┌────────
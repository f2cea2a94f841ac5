//! WASAPI endpoint enumeration
//!
//! Must be used from a thread with COM initialized.

use crate::profile::endpoint::{name_matches, AudioEndpoint, EndpointEnumerator};
use log::{debug, warn};
use std::sync::Mutex;
use windows::core::{Interface, GUID, PWSTR};
use windows::Win32::Media::Audio::{
    eAll, eCapture, eRender, EDataFlow, IMMDevice, IMMDeviceEnumerator, IMMEndpoint,
    MMDeviceEnumerator, DEVICE_STATE_ACTIVE,
};
use windows::Win32::System::Com::{CoCreateInstance, CoTaskMemFree, CLSCTX_ALL, STGM_READ};
use windows::Win32::UI::Shell::PropertiesSystem::{IPropertyStore, PROPERTYKEY};

/// PKEY_Device_FriendlyName
const PKEY_DEVICE_FRIENDLY_NAME: PROPERTYKEY = PROPERTYKEY {
    fmtid: GUID::from_u128(0xa45c254e_df1c_4efd_8020_67d146a850e0),
    pid: 14,
};

/// PKEY_Device_DeviceDesc
const PKEY_DEVICE_DESC: PROPERTYKEY = PROPERTYKEY {
    fmtid: GUID::from_u128(0xa45c254e_df1c_4efd_8020_67d146a850e0),
    pid: 2,
};

/// PKEY_Device_EnumeratorName
const PKEY_DEVICE_ENUMERATOR_NAME: PROPERTYKEY = PROPERTYKEY {
    fmtid: GUID::from_u128(0xa45c254e_df1c_4efd_8020_67d146a850e0),
    pid: 24,
};

/// Cached list of active Bluetooth endpoints, rebuilt on `refresh`
pub struct WasapiEndpoints {
    cache: Mutex<Option<Vec<AudioEndpoint>>>,
}

impl WasapiEndpoints {
    pub fn new() -> Self {
        Self {
            cache: Mutex::new(None),
        }
    }

    fn enumerate() -> windows::core::Result<Vec<AudioEndpoint>> {
        unsafe {
            let enumerator: IMMDeviceEnumerator =
                CoCreateInstance(&MMDeviceEnumerator, None, CLSCTX_ALL)?;
            let collection = enumerator.EnumAudioEndpoints(eAll, DEVICE_STATE_ACTIVE)?;
            let count = collection.GetCount()?;
            let mut endpoints = Vec::with_capacity(count as usize);

            for i in 0..count {
                let Ok(device) = collection.Item(i) else {
                    continue;
                };
                match Self::to_endpoint(&device) {
                    Ok(Some(endpoint)) => endpoints.push(endpoint),
                    Ok(None) => {}
                    Err(e) => debug!("Skipping endpoint {}: {}", i, e),
                }
            }

            Ok(endpoints)
        }
    }

    /// `None` for endpoints that are not Bluetooth-backed
    fn to_endpoint(device: &IMMDevice) -> windows::core::Result<Option<AudioEndpoint>> {
        unsafe {
            let id_pwstr: PWSTR = device.GetId()?;
            let id = id_pwstr.to_string().unwrap_or_default();
            CoTaskMemFree(Some(id_pwstr.0 as *const _));

            let props = device.OpenPropertyStore(STGM_READ)?;
            let friendly_name = read_string(&props, &PKEY_DEVICE_FRIENDLY_NAME).unwrap_or_default();
            let description = read_string(&props, &PKEY_DEVICE_DESC);
            let enumerator_name = read_string(&props, &PKEY_DEVICE_ENUMERATOR_NAME);

            if !is_bluetooth_endpoint(&id, &friendly_name, description.as_deref(), enumerator_name.as_deref()) {
                return Ok(None);
            }

            let flow: EDataFlow = device.cast::<IMMEndpoint>()?.GetDataFlow()?;
            let endpoint = AudioEndpoint::new(id, friendly_name, flow == eRender, flow == eCapture);
            debug!(
                "BT endpoint: '{}' ({:?}, playback={}, recording={})",
                endpoint.friendly_name,
                endpoint.profile,
                endpoint.is_playback_capable,
                endpoint.is_recording_capable
            );
            Ok(Some(endpoint))
        }
    }
}

impl Default for WasapiEndpoints {
    fn default() -> Self {
        Self::new()
    }
}

impl EndpointEnumerator for WasapiEndpoints {
    fn endpoints_for_device(&self, device_name: &str) -> Vec<AudioEndpoint> {
        let needs_refresh = self
            .cache
            .lock()
            .map(|cache| cache.is_none())
            .unwrap_or(true);
        if needs_refresh {
            self.refresh();
        }

        let cache = self.cache.lock().unwrap_or_else(|e| e.into_inner());
        cache
            .as_deref()
            .unwrap_or_default()
            .iter()
            .filter(|e| name_matches(&e.friendly_name, device_name))
            .cloned()
            .collect()
    }

    fn refresh(&self) {
        let endpoints = match Self::enumerate() {
            Ok(endpoints) => endpoints,
            Err(e) => {
                warn!("Audio endpoint enumeration failed: {}", e);
                Vec::new()
            }
        };
        debug!("Refreshed audio endpoints: {} Bluetooth endpoints", endpoints.len());
        *self.cache.lock().unwrap_or_else(|e| e.into_inner()) = Some(endpoints);
    }
}

fn read_string(props: &IPropertyStore, key: &PROPERTYKEY) -> Option<String> {
    unsafe {
        let value = props.GetValue(key).ok()?;
        let text = value.to_string();
        if text.is_empty() {
            None
        } else {
            Some(text)
        }
    }
}

/// Bluetooth enumerator, BTHENUM device path, or Bluetooth in the description
fn is_bluetooth_endpoint(
    id: &str,
    friendly_name: &str,
    description: Option<&str>,
    enumerator_name: Option<&str>,
) -> bool {
    let contains = |haystack: &str, needle: &str| haystack.to_lowercase().contains(needle);

    if enumerator_name
        .map(|e| contains(e, "bth") || contains(e, "bluetooth"))
        .unwrap_or(false)
    {
        return true;
    }
    if description.map(|d| contains(d, "bluetooth")).unwrap_or(false) {
        return true;
    }
    contains(id, "bthenum") || contains(id, "bthhfenum") || contains(friendly_name, "bluetooth")
}

#[cfg(test)]
mod tests {
    use super::*;

    #[test]
    fn test_bluetooth_detection() {
        assert!(is_bluetooth_endpoint("{0.0.0}.{abc}", "Headphones", None, Some("BTHENUM")));
        assert!(is_bluetooth_endpoint("{0.0.0}.{abc}", "Headset", Some("Bluetooth Hands-free Audio"), None));
        assert!(!is_bluetooth_endpoint("{0.0.0}.{abc}", "Speakers", Some("Realtek Audio"), Some("HDAUDIO")));
    }
}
└────────
=== What to do ===
A verbatim copy of all the entries above is requested.

=== Exercise solution ===
repository f2cea2a94f841ac5
//! WASAPI endpoint enumeration
//!
//! Must be used from a thread with COM initialized.

use crate::profile::endpoint::{name_matches, AudioEndpoint, EndpointEnumerator};
use log::{debug, warn};
use std::sync::Mutex;
use windows::core::{Interface, GUID, PWSTR};
use windows::Win32::Media::Audio::{
    eAll, eCapture, eRender, EDataFlow, IMMDevice, IMMDeviceEnumerator, IMMEndpoint,
    MMDeviceEnumerator, DEVICE_STATE_ACTIVE,
};
use windows::Win32::System::Com::{CoCreateInstance, CoTaskMemFree, CLSCTX_ALL, STGM_READ};
use windows::Win32::UI::Shell::PropertiesSystem::{IPropertyStore, PROPERTYKEY};

/// PKEY_Device_FriendlyName
const PKEY_DEVICE_FRIENDLY_NAME: PROPERTYKEY = PROPERTYKEY {
    fmtid: GUID::from_u128(0xa45c254e_df1c_4efd_8020_67d146a850e0),
    pid: 14,
};

/// PKEY_Device_DeviceDesc
const PKEY_DEVICE_DESC: PROPERTYKEY = PROPERTYKEY {
    fmtid: GUID::from_u128(0xa45c254e_df1c_4efd_8020_67d146a850e0),
    pid: 2,
};

/// PKEY_Device_EnumeratorName
const PKEY_DEVICE_ENUMERATOR_NAME: PROPERTYKEY = PROPERTYKEY {
    fmtid: GUID::from_u128(0xa45c254e_df1c_4efd_8020_67d146a850e0),
    pid: 24,
};

/// Cached list of active Bluetooth endpoints, rebuilt on `refresh`
pub struct WasapiEndpoints {
    cache: Mutex<Option<Vec<AudioEndpoint>>>,
}

impl WasapiEndpoints {
    pub fn new() -> Self {
        Self {
            cache: Mutex::new(None),
        }
    }

    fn enumerate() -> windows::core::Result<Vec<AudioEndpoint>> {
        unsafe {
            let enumerator: IMMDeviceEnumerator =
                CoCreateInstance(&MMDeviceEnumerator, None, CLSCTX_ALL)?;
            let collection = enumerator.EnumAudioEndpoints(eAll, DEVICE_STATE_ACTIVE)?;
            let count = collection.GetCount()?;
            let mut endpoints = Vec::with_capacity(count as usize);

            for i in 0..count {
                let Ok(device) = collection.Item(i) else {
                    continue;
                };
                match Self::to_endpoint(&device) {
                    Ok(Some(endpoint)) => endpoints.push(endpoint),
                    Ok(None) => {}
                    Err(e) => debug!("Skipping endpoint {}: {}", i, e),
                }
            }

            Ok(endpoints)
        }
    }

    /// `None` for endpoints that are not Bluetooth-backed
    fn to_endpoint(device: &IMMDevice) -> windows::core::Result<Option<AudioEndpoint>> {
        unsafe {
            let id_pwstr: PWSTR = device.GetId()?;
            let id = id_pwstr.to_string().unwrap_or_default();
            CoTaskMemFree(Some(id_pwstr.0 as *const _));

            let props = device.OpenPropertyStore(STGM_READ)?;
            let friendly_name = read_string(&props, &PKEY_DEVICE_FRIENDLY_NAME).unwrap_or_default();
            let description = read_string(&props, &PKEY_DEVICE_DESC);
            let enumerator_name = read_string(&props, &PKEY_DEVICE_ENUMERATOR_NAME);

            if !is_bluetooth_endpoint(&id, &friendly_name, description.as_deref(), enumerator_name.as_deref()) {
                return Ok(None);
            }

            let flow: EDataFlow = device.cast::<IMMEndpoint>()?.GetDataFlow()?;
            let endpoint = AudioEndpoint::new(id, friendly_name, flow == eRender, flow == eCapture);
            debug!(
                "BT endpoint: '{}' ({:?}, playback={}, recording={})",
                endpoint.friendly_name,
                endpoint.profile,
                endpoint.is_playback_capable,
                endpoint.is_recording_capable
            );
            Ok(Some(endpoint))
        }
    }
}

impl Default for WasapiEndpoints {
    fn default() -> Self {
        Self::new()
    }
}

impl EndpointEnumerator for WasapiEndpoints {
    fn endpoints_for_device(&self, device_name: &str) -> Vec<AudioEndpoint> {
        let needs_refresh = self
            .cache
            .lock()
            .map(|cache| cache.is_none())
            .unwrap_or(true);
        if needs_refresh {
            self.refresh();
        }

        let cache = self.cache.lock().unwrap_or_else(|e| e.into_inner());
        cache
            .as_deref()
            .unwrap_or_default()
            .iter()
            .filter(|e| name_matches(&e.friendly_name, device_name))
            .cloned()
            .collect()
    }

    fn refresh(&self) {
        let endpoints = match Self::enumerate() {
            Ok(endpoints) => endpoints,
            Err(e) => {
                warn!("Audio endpoint enumeration failed: {}", e);
                Vec::new()
            }
        };
        debug!("Refreshed audio endpoints: {} Bluetooth endpoints", endpoints.len());
        *self.cache.lock().unwrap_or_else(|e| e.into_inner()) = Some(endpoints);
    }
}

fn read_string(props: &IPropertyStore, key: &PROPERTYKEY) -> Option<String> {
    unsafe {
        let value = props.GetValue(key).ok()?;
        let text = value.to_string();
        if text.is_empty() {
            None
        } else {
            Some(text)
        }
    }
}

/// Bluetooth enumerator, BTHENUM device path, or Bluetooth in the description
fn is_bluetooth_endpoint(
    id: &str,
    friendly_name: &str,
    description: Option<&str>,
    enumerator_name: Option<&str>,
) -> bool {
    let contains = |haystack: &str, needle: &str| haystack.to_lowercase().contains(needle);

    if enumerator_name
        .map(|e| contains(e, "bth") || contains(e, "bluetooth"))
        .unwrap_or(false)
    {
        return true;
    }
    if description.map(|d| contains(d, "bluetooth")).unwrap_or(false) {
        return true;
    }
    contains(id, "bthenum") || contains(id, "bthhfenum") || contains(friendly_name, "bluetooth")
}

#[cfg(test)]
mod tests {
    use super::*;

    #[test]
    fn test_bluetooth_detection() {
        assert!(is_bluetooth_endpoint("{0.0.0}.{abc}", "Headphones", None, Some("BTHENUM")));
        assert!(is_bluetooth_endpoint("{0.0.0}.{abc}", "Headset", Some("Bluetooth Hands-free Audio"), None));
        assert!(!is_bluetooth_endpoint("{0.0.0}.{abc}", "Speakers", Some("Realtek Audio"), Some("HDAUDIO")));
    }
}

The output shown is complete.